* WHAT NEEDS TO BE DONE
Could you copy every line in the listing below that has the word "AppState"?

* MATERIAL TO PROCESS

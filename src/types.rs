//! Core types for weft.
//!
//! These types define the foundation that everything builds on: the affinity
//! precedence scale used by binding units, and the generic update-request
//! flags issued by the ownership tree's mutation protocol.

use bitflags::bitflags;

use crate::error::{Result, TreeError};

// =============================================================================
// Affinity
// =============================================================================

/// Precedence level deciding which of two competing value sources wins.
///
/// Higher values win when a local value and an inherited value contend for a
/// binding unit's effective value. Levels in ascending order:
///
/// - [`Affinity::EXTRINSIC`] - low default for externally supplied values
/// - [`Affinity::TRANSIENT`] - short-lived values (animations, interactions)
/// - [`Affinity::INTRINSIC`] - programmatically derived values
///
/// [`Affinity::REFLEXIVE`] is an out-of-band sentinel meaning "keep the
/// current affinity" when used as a requested value. It is never stored.
#[derive(Debug, Clone, Copy, PartialEq, Eq, PartialOrd, Ord, Hash)]
pub struct Affinity(u8);

impl Affinity {
    /// Low default for externally supplied values.
    pub const EXTRINSIC: Affinity = Affinity(0);

    /// Short-lived values that may be superseded at any time.
    pub const TRANSIENT: Affinity = Affinity(1);

    /// Programmatically derived values; also the ceiling used when deciding
    /// whether a unit mirrors its super-fastener.
    pub const INTRINSIC: Affinity = Affinity(2);

    /// Sentinel: keep the current affinity unchanged.
    pub const REFLEXIVE: Affinity = Affinity(4);

    /// Highest encodable level (two-bit width).
    pub const MAX: u8 = 3;

    /// Validate a raw level against the two-bit width.
    pub fn from_raw(raw: u8) -> Result<Affinity> {
        if raw > Self::MAX {
            return Err(TreeError::InvalidArgument(format!(
                "affinity {raw} exceeds maximum {}",
                Self::MAX
            )));
        }
        Ok(Affinity(raw))
    }

    /// The raw level.
    pub const fn raw(self) -> u8 {
        self.0
    }

    /// Whether this is the "keep current affinity" sentinel.
    pub const fn is_reflexive(self) -> bool {
        self.0 == Self::REFLEXIVE.0
    }

    /// The lower of two levels.
    pub fn min(self, other: Affinity) -> Affinity {
        if self.0 <= other.0 { self } else { other }
    }
}

impl Default for Affinity {
    fn default() -> Self {
        Affinity::EXTRINSIC
    }
}

// =============================================================================
// Update Flags
// =============================================================================

bitflags! {
    /// Generic "update required" flags issued by the base mutation protocol.
    ///
    /// Structural mutation and mounting OR component-specific flags into the
    /// node's pending set; render/layout collaborators drain the set with
    /// [`Node::take_update_flags`](crate::Node::take_update_flags).
    #[derive(Debug, Clone, Copy, PartialEq, Eq, Default)]
    pub struct UpdateFlags: u32 {
        /// Generic re-process request.
        const NEEDS_UPDATE = 1 << 0;
        /// Layout must be recomputed.
        const NEEDS_LAYOUT = 1 << 1;
        /// Output must be regenerated.
        const NEEDS_RENDER = 1 << 2;
    }
}
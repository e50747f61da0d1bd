//! # weft
//!
//! Ownership-tree and reactive-binding runtime for UI frameworks.
//!
//! ## Architecture
//!
//! weft models a UI scene as a single-threaded ownership tree of [`Node`]s.
//! Each parent owns its children through an ordered sibling list plus a keyed
//! child map; all back-references (parent, previous sibling, last child) are
//! weak, so dropping a subtree's root releases the whole subtree.
//!
//! Nodes carry named binding units called *fasteners*. A fastener holds one
//! facet of a node's state (a [`Property`] holds a plain value), tracks the
//! *affinity* of its current value, and can inherit from the same-named
//! fastener on the nearest ancestor. Change propagates in two phases:
//! ```text
//! value write → decohere sub-fasteners → owner queue → recoherence pass
//! ```
//!
//! ## Modules
//!
//! - [`types`] - [`Affinity`] scale and [`UpdateFlags`]
//! - [`error`] - [`TreeError`] and the crate [`Result`] alias
//! - [`node`] - the ownership tree, mutation protocol, and mount cascade
//! - [`fastener`] - the [`Fastener`] trait, [`FastenerCore`] state machine,
//!   and [`Property`]

pub mod error;
pub mod fastener;
pub mod node;
pub mod types;

// Re-export commonly used items
pub use error::{Result, TreeError};
pub use types::{Affinity, UpdateFlags};

pub use node::{Node, NodeConfig, NodeDelegate, NodeFlags, NodeObserver};

pub use fastener::{
    Fastener, FastenerContext, FastenerCore, FastenerFlags, Inherits, Property,
};
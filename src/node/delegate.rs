//! Node delegates - the subclass-style hook surface.
//!
//! Widgets attach behavior to a node through a delegate implementing the
//! will/on/did hooks of the mutation protocol and mount lifecycle. Hooks are
//! pure extension points with no-op defaults; the base protocol's own `on`
//! phase (requesting updates, mounting fasteners, cascading mount state)
//! runs regardless of the delegate.

use super::Node;
use crate::types::UpdateFlags;

/// Per-node behavioral hooks, the seam where widget subclasses attach.
///
/// Hook ordering is fixed: `will` fires before the mutation, `on` right
/// after it (side effects such as requesting a re-layout), `did` last. An
/// implementation must not assume any other interleaving.
pub trait NodeDelegate {
    fn will_attach_parent(&self, _node: &Node, _parent: &Node) {}
    fn on_attach_parent(&self, _node: &Node, _parent: &Node) {}
    fn did_attach_parent(&self, _node: &Node, _parent: &Node) {}

    fn will_detach_parent(&self, _node: &Node, _parent: &Node) {}
    fn on_detach_parent(&self, _node: &Node, _parent: &Node) {}
    fn did_detach_parent(&self, _node: &Node, _parent: &Node) {}

    fn will_insert_child(&self, _node: &Node, _child: &Node) {}
    fn on_insert_child(&self, _node: &Node, _child: &Node) {}
    fn did_insert_child(&self, _node: &Node, _child: &Node) {}

    fn will_remove_child(&self, _node: &Node, _child: &Node) {}
    fn on_remove_child(&self, _node: &Node, _child: &Node) {}
    fn did_remove_child(&self, _node: &Node, _child: &Node) {}

    fn will_mount(&self, _node: &Node) {}
    fn on_mount(&self, _node: &Node) {}
    fn did_mount(&self, _node: &Node) {}

    fn will_unmount(&self, _node: &Node) {}
    fn on_unmount(&self, _node: &Node) {}
    fn did_unmount(&self, _node: &Node) {}

    /// Visited for every node of a freshly inserted subtree. Default no-op.
    fn on_cascade_insert(&self, _node: &Node) {}
}

/// Update-flag defaults issued by the base mutation protocol, the knobs a
/// widget class would otherwise hardcode. Supplied at node construction.
#[derive(Debug, Clone, Copy, PartialEq, Eq)]
pub struct NodeConfig {
    /// Flags requested by the base `on_insert_child` phase.
    pub insert_child_flags: UpdateFlags,
    /// Flags requested by the base `on_remove_child` phase.
    pub remove_child_flags: UpdateFlags,
    /// Flags requested by the base `on_mount` phase.
    pub mount_flags: UpdateFlags,
}

impl Default for NodeConfig {
    fn default() -> Self {
        NodeConfig {
            insert_child_flags: UpdateFlags::NEEDS_UPDATE | UpdateFlags::NEEDS_LAYOUT,
            remove_child_flags: UpdateFlags::NEEDS_UPDATE | UpdateFlags::NEEDS_LAYOUT,
            mount_flags: UpdateFlags::NEEDS_UPDATE | UpdateFlags::NEEDS_RENDER,
        }
    }
}
//! Context protocol - the lookup surface a fastener owner must provide.
//!
//! This trait is the entire surface a [`Fastener`](crate::Fastener) depends
//! on. It deliberately excludes the tree-mutation API so that owners other
//! than tree nodes can host fasteners too: a fastener only needs named
//! lookup, upward named lookup, and a decoherence sink.

use std::rc::Rc;
use std::time::Instant;

use super::Fastener;

/// The minimal interface a fastener's owner exposes to its fasteners.
///
/// [`Node`](crate::Node) implements this by walking its parent links for
/// super-lookup and by batching decoherent fasteners for recoherence, but
/// nothing in this trait mentions the tree.
pub trait FastenerContext {
    /// Direct lookup by name among already-materialized fasteners.
    /// No inheritance is involved.
    fn get_fastener(&self, name: &str) -> Option<Rc<dyn Fastener>>;

    /// Lookup by name, materializing a declared-but-unconstructed fastener
    /// on first access. Materialized fasteners are memoized: subsequent
    /// lookups return the same unit.
    fn get_lazy_fastener(&self, name: &str) -> Option<Rc<dyn Fastener>>;

    /// Resolve the same-named fastener on the nearest ancestor context,
    /// walking strictly upward. Returns `None` when no ancestor context
    /// exists or none of them declares the name.
    fn get_super_fastener(&self, name: &str) -> Option<Rc<dyn Fastener>>;

    /// Enqueue a fastener for the next batched recoherence pass. Appends
    /// without de-duplication; the pass tolerates duplicates.
    fn decohere_fastener(&self, fastener: Rc<dyn Fastener>);

    /// Run one recoherence pass over the pending fasteners.
    ///
    /// The pending list is swapped for an empty one *before* iterating, so
    /// fasteners may re-decohere themselves during the pass; re-enqueued
    /// units are handled by a future pass, not the current one. All units of
    /// one pass observe the same timestamp (a monotonic clock read when
    /// `timestamp` is `None`).
    fn recohere_fasteners(&self, timestamp: Option<Instant>);
}
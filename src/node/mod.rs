//! Ownership node - tree participant with ordered children and mount state.
//!
//! A [`Node`] is a cheaply cloneable handle to one tree participant. Nodes
//! form an ownership tree: the parent owns its children collectively through
//! the `first_child` -> `next_sibling` chain and a keyed child map, while
//! `parent`, `last_child`, and `prev_sibling` are weak back-references that
//! are cleared on detach.
//!
//! All structural mutation goes through the bracketed hook protocol
//! (*will* -> mutate -> *on* -> *did*), applied symmetrically for attach and
//! detach. Mutation propagates mount state: inserting under a mounted parent
//! cascades a mount down the new subtree, and detaching a mounted child
//! cascades an unmount first, so `MOUNTED` always means "cascaded-mounted
//! and not yet cascaded-unmounted".
//!
//! Nodes also host fasteners through the [`FastenerContext`] protocol:
//! direct and lazy named lookup, upward super-lookup along parent links, and
//! the batched decoherence/recoherence queue.

pub mod delegate;
pub mod observer;

use std::cell::{Cell, RefCell};
use std::cmp::Ordering;
use std::collections::HashMap;
use std::fmt;
use std::hash::{Hash, Hasher};
use std::rc::{Rc, Weak};
use std::time::Instant;

use bitflags::bitflags;
use tracing::{debug, trace};

use crate::error::{Result, TreeError};
use crate::fastener::{Fastener, FastenerContext, Property};
use crate::types::UpdateFlags;

pub use delegate::{NodeConfig, NodeDelegate};
pub use observer::NodeObserver;
use observer::ObserverList;

// =============================================================================
// Flags and identity
// =============================================================================

bitflags! {
    /// Node state flags.
    #[derive(Debug, Clone, Copy, PartialEq, Eq, Default)]
    pub struct NodeFlags: u8 {
        /// The node has been cascaded-mounted and not yet cascaded-unmounted.
        const MOUNTED = 1 << 0;
        /// Transient guard set for the duration of a removal, making
        /// re-entrant removal during hook callbacks a detectable error.
        const REMOVING = 1 << 1;
    }
}

thread_local! {
    /// Counter for process-unique node ids. Ids are never reused.
    static NEXT_NODE_ID: Cell<u64> = const { Cell::new(1) };
}

/// Factory for a declared-but-unconstructed fastener, run on first lookup.
type FastenerFactory = Rc<dyn Fn(&Rc<dyn FastenerContext>) -> Rc<dyn Fastener>>;

// =============================================================================
// Node
// =============================================================================

/// Handle to one ownership-tree participant.
///
/// Clones share the same underlying node; equality and hashing use the
/// node's process-unique id.
pub struct Node {
    core: Rc<NodeCore>,
}

pub(crate) struct NodeCore {
    id: u64,
    /// Key unique among siblings, used for map-based child lookup. Cleared
    /// whenever the node is detached from its parent.
    key: RefCell<Option<String>>,
    flags: Cell<NodeFlags>,
    config: NodeConfig,
    parent: RefCell<Weak<NodeCore>>,
    first_child: RefCell<Option<Rc<NodeCore>>>,
    last_child: RefCell<Weak<NodeCore>>,
    next_sibling: RefCell<Option<Rc<NodeCore>>>,
    prev_sibling: RefCell<Weak<NodeCore>>,
    child_count: Cell<usize>,
    /// Keyed children, maintained in lockstep with the sibling list.
    child_map: RefCell<HashMap<String, Rc<NodeCore>>>,
    /// Attached fasteners in insertion order; at most one per name.
    fasteners: RefCell<Vec<Rc<dyn Fastener>>>,
    /// Declared fastener factories, materialized on first lazy lookup.
    fastener_factories: RefCell<Vec<(String, FastenerFactory)>>,
    /// Fasteners pending recoherence, appended without de-duplication.
    decoherent: RefCell<Vec<Rc<dyn Fastener>>>,
    update_flags: Cell<UpdateFlags>,
    delegate: RefCell<Option<Rc<dyn NodeDelegate>>>,
    observers: RefCell<ObserverList>,
    self_weak: RefCell<Weak<NodeCore>>,
}
use once_cell::sync::Lazy;
use regex::Regex;
use std::collections::HashSet;

/// Tolerance for decimal-vs-fraction comparisons. Decimal conversions of
/// rationals are lossy in binary floating point, so equality is never exact.
const EPSILON: f64 = 1e-9;

/// Indonesian filler words dropped before token comparison.
const STOPWORDS: [&str; 7] = ["dan", "atau", "yang", "di", "ke", "dari", "pada"];

static FRACTION_RE: Lazy<Regex> = Lazy::new(|| Regex::new(r"(-?\d+)\s*/\s*(-?\d+)").unwrap());
static NUMBER_RE: Lazy<Regex> = Lazy::new(|| Regex::new(r"-?\d+(?:[.,]\d+)?").unwrap());
static COMPARISON_RE: Lazy<Regex> = Lazy::new(|| Regex::new(r"[<>]=?").unwrap());
static ALT_GROUP_RE: Lazy<Regex> =
    Lazy::new(|| Regex::new(r"([a-zA-Z]+)\s*/\s*([a-zA-Z]+)").unwrap());
static NON_ALNUM_RE: Lazy<Regex> = Lazy::new(|| Regex::new(r"[^a-z0-9]+").unwrap());
static DOT_GROUPS_RE: Lazy<Regex> = Lazy::new(|| Regex::new(r"^\d{1,3}(?:\.\d{3})+$").unwrap());
static COMMA_GROUPS_RE: Lazy<Regex> = Lazy::new(|| Regex::new(r"^\d{1,3}(?:,\d{3})+$").unwrap());

/// A fraction reduced to lowest terms. The sign lives on the numerator and
/// `label` is the canonical `"num/den"` form, so label equality is value
/// equality.
#[derive(Debug, Clone, PartialEq, Eq)]
pub struct Fraction {
    pub numerator: i64,
    pub denominator: i64,
    pub label: String,
}

impl Fraction {
    pub fn value(&self) -> f64 {
        self.numerator as f64 / self.denominator as f64
    }
}

fn gcd(mut a: u64, mut b: u64) -> u64 {
    while b != 0 {
        let r = a % b;
        a = b;
        b = r;
    }
    a
}

/// Replaces single-character vulgar fractions with their ASCII `a/b` form.
fn expand_unicode_fractions(text: &str) -> String {
    let mut out = String::with_capacity(text.len());
    for ch in text.chars() {
        match ch {
            '½' => out.push_str("1/2"),
            '⅓' => out.push_str("1/3"),
            '⅔' => out.push_str("2/3"),
            '¼' => out.push_str("1/4"),
            '¾' => out.push_str("3/4"),
            '⅕' => out.push_str("1/5"),
            '⅖' => out.push_str("2/5"),
            '⅗' => out.push_str("3/5"),
            '⅘' => out.push_str("4/5"),
            '⅙' => out.push_str("1/6"),
            '⅚' => out.push_str("5/6"),
            '⅛' => out.push_str("1/8"),
            '⅜' => out.push_str("3/8"),
            '⅝' => out.push_str("5/8"),
            '⅞' => out.push_str("7/8"),
            _ => out.push(ch),
        }
    }
    out
}

/// Canonical form for comparison-operator answers: whitespace removed,
/// `≤`/`≥` mapped to their two-character spellings.
fn normalize_symbols(text: &str) -> String {
    let mut out = String::with_capacity(text.len());
    for ch in text.chars() {
        if ch.is_whitespace() {
            continue;
        }
        match ch {
            '≤' => out.push_str("<="),
            '≥' => out.push_str(">="),
            _ => out.push(ch),
        }
    }
    out
}

/// Canonical form for free-text answers: lowercase, degree notation folded
/// to "deg", every run of non-alphanumerics collapsed to a single space.
fn normalize_text(text: &str) -> String {
    let lowered = text.to_lowercase().replace("derajat", "deg").replace('°', "deg");
    NON_ALNUM_RE.replace_all(&lowered, " ").trim().to_string()
}

/// Disambiguates `.` and `,` in a numeric token as decimal point vs
/// thousands separator, returning a string `f64::parse` understands.
///
/// When both separators are present the later one is the decimal point.
/// A lone separator followed by exactly three digits is read as a
/// thousands mark unless the value starts with "0.", so "10.000" is ten
/// thousand while "0.125" stays an eighth. Ambiguous inputs like "12.500"
/// deliberately resolve to 12500; existing question banks were authored
/// against that rule, so changing it would silently regrade them.
fn normalize_number_token(raw: &str) -> String {
    let has_dot = raw.contains('.');
    let has_comma = raw.contains(',');

    if has_dot && has_comma {
        // rfind is safe: both separators are known to be present.
        let (decimal, thousands) = if raw.rfind('.') > raw.rfind(',') {
            ('.', ',')
        } else {
            (',', '.')
        };
        let stripped: String = raw.chars().filter(|c| *c != thousands).collect();
        return stripped.replace(decimal, ".");
    }

    let unsigned = raw.strip_prefix('-').unwrap_or(raw);

    if has_dot {
        let parts: Vec<&str> = unsigned.split('.').collect();
        if parts.len() == 2 && parts[1].len() == 3 && !unsigned.starts_with("0.") {
            return raw.replace('.', "");
        }
        if DOT_GROUPS_RE.is_match(unsigned) {
            return raw.replace('.', "");
        }
        return raw.to_string();
    }

    if has_comma {
        let parts: Vec<&str> = unsigned.split(',').collect();
        if parts.len() == 2 && parts[1].len() == 3 && !unsigned.starts_with("0,") {
            return raw.replace(',', "");
        }
        if COMMA_GROUPS_RE.is_match(unsigned) {
            return raw.replace(',', "");
        }
        return raw.replace(',', ".");
    }

    raw.to_string()
}

/// First `a/b` pattern in `text`, reduced to lowest terms. `None` when no
/// fraction is present, the denominator is zero, or moving the sign to the
/// numerator would overflow.
pub fn normalize_fraction(text: &str) -> Option<Fraction> {
    let caps = FRACTION_RE.captures(text)?;
    let num: i64 = caps[1].parse().ok()?;
    let den: i64 = caps[2].parse().ok()?;
    if den == 0 {
        return None;
    }
    let g = gcd(num.unsigned_abs(), den.unsigned_abs()) as i64;
    let mut numerator = num / g;
    let mut denominator = den / g;
    if denominator < 0 {
        numerator = numerator.checked_neg()?;
        denominator = denominator.checked_neg()?;
    }
    Some(Fraction {
        numerator,
        denominator,
        label: format!("{}/{}", numerator, denominator),
    })
}

/// All fraction-like substrings in `text`, normalized; unparseable ones
/// are dropped.
pub fn extract_fractions(text: &str) -> Vec<Fraction> {
    FRACTION_RE
        .find_iter(text)
        .filter_map(|m| normalize_fraction(m.as_str()))
        .collect()
}

/// All numeric tokens in `text`, left to right, each separator-normalized.
/// Order matters to callers: the last token of an equation-style answer is
/// its stated result.
pub fn extract_numbers(text: &str) -> Vec<String> {
    NUMBER_RE
        .find_iter(text)
        .map(|m| normalize_number_token(m.as_str()))
        .collect()
}

fn tokenize(text: &str) -> Vec<String> {
    normalize_text(text)
        .split(' ')
        .filter(|t| !t.is_empty() && !STOPWORDS.contains(t))
        .map(|t| t.to_string())
        .collect()
}

/// `word1/word2` pairs in the canonical answer, meaning either word is
/// acceptable in that position. Extracted before text normalization since
/// that step erases the slash.
fn extract_alternative_groups(correct: &str) -> Vec<(String, String)> {
    ALT_GROUP_RE
        .captures_iter(correct)
        .map(|c| (c[1].to_lowercase(), c[2].to_lowercase()))
        .collect()
}

fn tokens_match(selected: &str, correct: &str) -> bool {
    let selected_tokens: HashSet<String> = tokenize(selected).into_iter().collect();
    let correct_tokens = tokenize(correct);
    if selected_tokens.is_empty() || correct_tokens.is_empty() {
        return false;
    }

    let groups = extract_alternative_groups(correct);
    let alternative_words: HashSet<&String> =
        groups.iter().flat_map(|(a, b)| [a, b]).collect();

    let required_present = correct_tokens
        .iter()
        .filter(|t| !alternative_words.contains(t))
        .all(|t| selected_tokens.contains(t));
    let alternatives_present = groups
        .iter()
        .all(|(a, b)| selected_tokens.contains(a) || selected_tokens.contains(b));

    required_present && alternatives_present
}

fn parses_within(token: &str, target: f64) -> bool {
    token
        .parse::<f64>()
        .map(|v| (v - target).abs() < EPSILON)
        .unwrap_or(false)
}

/// Decides whether a student's typed answer is equivalent to the canonical
/// answer stored for the question.
///
/// Comparison paths are tried in a fixed order and the first conclusive
/// one wins: comparison-symbol answers require exact symbolic equality, a
/// canonical fraction is matched by label or by decimal value, numeric
/// answers are matched against the canonical answer's numbers (the last
/// number of an equation is its result), and anything left falls back to
/// stopword-free token comparison with `word1/word2` synonym groups.
///
/// Total over all string inputs: malformed input degrades to the token
/// path or to `false`, never an error.
pub fn is_input_answer_correct(selected: &str, correct: Option<&str>) -> bool {
    let Some(correct) = correct else {
        return false;
    };

    let selected = expand_unicode_fractions(selected);
    let correct = expand_unicode_fractions(correct);

    let selected_sym = normalize_symbols(&selected);
    let correct_sym = normalize_symbols(&correct);
    if COMPARISON_RE.is_match(&correct_sym) {
        return selected_sym == correct_sym;
    }

    if let Some(expected) = normalize_fraction(&correct) {
        if extract_fractions(&selected)
            .iter()
            .any(|f| f.label == expected.label)
        {
            return true;
        }
        let target = expected.value();
        return extract_numbers(&selected)
            .iter()
            .any(|t| parses_within(t, target));
    }

    let correct_numbers = extract_numbers(&correct);
    if let Some(expected) = correct_numbers.last() {
        let selected_numbers = extract_numbers(&selected);
        if selected_numbers.iter().any(|t| t == expected) {
            return true;
        }
        // Looser pass: accept any intermediate value from an equation-style
        // canonical answer.
        if correct_numbers
            .iter()
            .any(|c| selected_numbers.iter().any(|s| s == c))
        {
            return true;
        }
        for fraction in extract_fractions(&selected) {
            let value = fraction.value();
            if correct_numbers
                .iter()
                .any(|c| c.parse::<f64>().map(|v| (v - value).abs() < EPSILON).unwrap_or(false))
            {
                return true;
            }
        }
        // No numeric match is not a failure yet; a textual answer may still
        // tie-break below.
    }

    tokens_match(&selected, &correct)
}
use crate::ipc::helpers::{
    db_query_err, db_write_err, dispatch, get_optional_str, get_required_str, require_role,
    utc_timestamp, HandlerErr,
};
use crate::ipc::types::{AppState, Request};
use rusqlite::{Connection, OptionalExtension};
use serde_json::json;
use uuid::Uuid;

/// Records a payment. The provider's reference string is the idempotency
/// key: a replayed callback gets the original payment id back instead of a
/// second row.
fn payments_record(conn: &Connection, params: &serde_json::Value) -> Result<serde_json::Value, HandlerErr> {
    require_role(params, &["admin"])?;
    let student_id = get_required_str(params, "studentId")?;
    let amount = params
        .get("amount")
        .and_then(|v| v.as_f64())
        .ok_or_else(|| HandlerErr::bad_params("missing amount"))?;
    let currency = get_required_str(params, "currency")?;
    let paid_at = utc_timestamp(params, "paidAt")?;
    let reference = get_optional_str(params, "reference");
    let subscription_id = get_optional_str(params, "subscriptionId");

    if amount <= 0.0 {
        return Err(HandlerErr::bad_params("amount must be positive"));
    }
    let student_exists: Option<i64> = conn
        .query_row("SELECT 1 FROM students WHERE id = ?", [&student_id], |r| {
            r.get(0)
        })
        .optional()
        .map_err(db_query_err)?;
    if student_exists.is_none() {
        return Err(HandlerErr::not_found("student not found"));
    }
    if let Some(sub_id) = &subscription_id {
        let sub_exists: Option<i64> = conn
            .query_row(
                "SELECT 1 FROM subscriptions WHERE id = ? AND student_id = ?",
                (sub_id, &student_id),
                |r| r.get(0),
            )
            .optional()
            .map_err(db_query_err)?;
        if sub_exists.is_none() {
            return Err(HandlerErr::not_found("subscription not found for student"));
        }
    }

    if let Some(reference) = &reference {
        let existing: Option<String> = conn
            .query_row(
                "SELECT id FROM payments WHERE reference = ?",
                [reference],
                |r| r.get(0),
            )
            .optional()
            .map_err(db_query_err)?;
        if let Some(payment_id) = existing {
            return Ok(json!({ "paymentId": payment_id, "replayed": true }));
        }
    }

    let payment_id = Uuid::new_v4().to_string();
    conn.execute(
        "INSERT INTO payments(id, student_id, subscription_id, amount, currency, paid_at, reference)
         VALUES(?, ?, ?, ?, ?, ?, ?)",
        (
            &payment_id,
            &student_id,
            &subscription_id,
            amount,
            &currency,
            &paid_at,
            &reference,
        ),
    )
    .map_err(|e| db_write_err(e, "payments"))?;

    Ok(json!({ "paymentId": payment_id, "replayed": false }))
}

fn payments_list(conn: &Connection, params: &serde_json::Value) -> Result<serde_json::Value, HandlerErr> {
    require_role(params, &["admin", "teacher"])?;
    let student_id = get_required_str(params, "studentId")?;

    let mut stmt = conn
        .prepare(
            "SELECT id, subscription_id, amount, currency, paid_at, reference
             FROM payments
             WHERE student_id = ?
             ORDER BY paid_at",
        )
        .map_err(db_query_err)?;
    let payments = stmt
        .query_map([&student_id], |r| {
            Ok(json!({
                "id": r.get::<_, String>(0)?,
                "subscriptionId": r.get::<_, Option<String>>(1)?,
                "amount": r.get::<_, f64>(2)?,
                "currency": r.get::<_, String>(3)?,
                "paidAt": r.get::<_, String>(4)?,
                "reference": r.get::<_, Option<String>>(5)?
            }))
        })
        .and_then(|it| it.collect::<Result<Vec<_>, _>>())
        .map_err(db_query_err)?;

    Ok(json!({ "payments": payments }))
}

pub fn try_handle(state: &mut AppState, req: &Request) -> Option<serde_json::Value> {
    match req.method.as_str() {
        "payments.record" => Some(dispatch(state, req, payments_record)),
        "payments.list" => Some(dispatch(state, req, payments_list)),
        _ => None,
    }
}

* ANSWER BELOW
use crate::ipc::types::{AppState, Request};
pub fn try_handle(state: &mut AppState, req: &Request) -> Option<serde_json::Value> {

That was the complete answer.